Ouvi claramente quando minha mãe chamou pelas enfermeiras, o caos mal passava percebido por meus sentidos. Na verdade eu só ouvia o zunido fraco em meu ouvido, mas ele era suficiente para toldar meus ouvidos para a verdade; eu estava descontrolada. Mas eles não podiam me culpar, não depois do que eu havia visto.

De repente, vi-me imobilizada no chão frio, várias mãos seguravam-me, tentando conter-me. E depois eu só senti a picada da agulha em meu braço, e o sedativo espalhando-se por minha corrente sanguínea.

Depois veio a dormência em meu corpo, a sonolência, e eu fui cedendo, cedendo, e finalmente cedi.

Meus olhos fecharam-se lentamente, enquanto eu parava de me debater. Depois senti dois braços quentes e reconfortantes ao meu redor.

Lábios em meu cabelo, e dedos acariciando-nos.

- Calma, meu amor, tudo ficará bem, eu lhe prometo.

E depois eu adormeci, caindo nas águas da inconsciência novamente. Onde lá eu refleti.

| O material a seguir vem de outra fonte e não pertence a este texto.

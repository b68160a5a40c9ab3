use thiserror::Error;

/// Failure to configure or install the global logger.
#[derive(Debug, Error)]
pub enum LoggerError {
    /// Unknown output format; carries the raw input.
    #[error("unknown log format `{0}` (expected text, json or journald)")]
    InvalidFormat(String),
    #[error("journald output needs Linux and the `journald` feature")]
    JournaldNotSupported,
    /// A global `tracing` subscriber is already installed.
    #[error("global logger already installed")]
    AlreadyInitialized,
    #[error("logger setup failed: {0}")]
    InitializationFailed(String),
    /// `level` is not a valid `EnvFilter` directive.
    #[error("invalid log filter `{0}`")]
    InvalidLogLevel(String),
}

Eu sabia que o que tinha visto não era fruto de minha imaginação, eu sabia que tinha sido real.

Embora eu não quisesse admitir, eu fora a única a sobreviver a aquela experiência horrorosa, enquanto que meu amigo padeceu diante de mim.

Mas, o que eu mais temia naquele momento, era o fato de que teria de enfrentar aquele quem me salvara daquela experiência, embora que para isso ele tenha relevado para mim a sua verdadeira face, e sua máscara caiu diante de meus olhos, espatifando-se em muitos pedaços, enquanto eu tomava conhecimento de seu verdadeiro eu. Porque eu sabia que teria de enfrentá-lo mais ou cedo ou mais tarde, sim, eu teria de enfrentar Aidan Satoya.

E meu segundo motivo para temer naquele momento. Eu havia entrado por uma porta que dava acesso a algo desconhecido e assustador, eu passei por essa porta. E eu temia nunca mais poder ver a luz da realidade, eu temia perder-me naquele mundo sombrio para sempre, e então nunca mais poder despertar para a verdade, para o mundo seguro e completamente normal, o oposto do qual eu vivia agora, o mundo do sobrenatural, o mundo que, por mais que eu não quisesse admitir, Aidan pertencia, e agora, inegavelmente e indubitavelmente, eu também.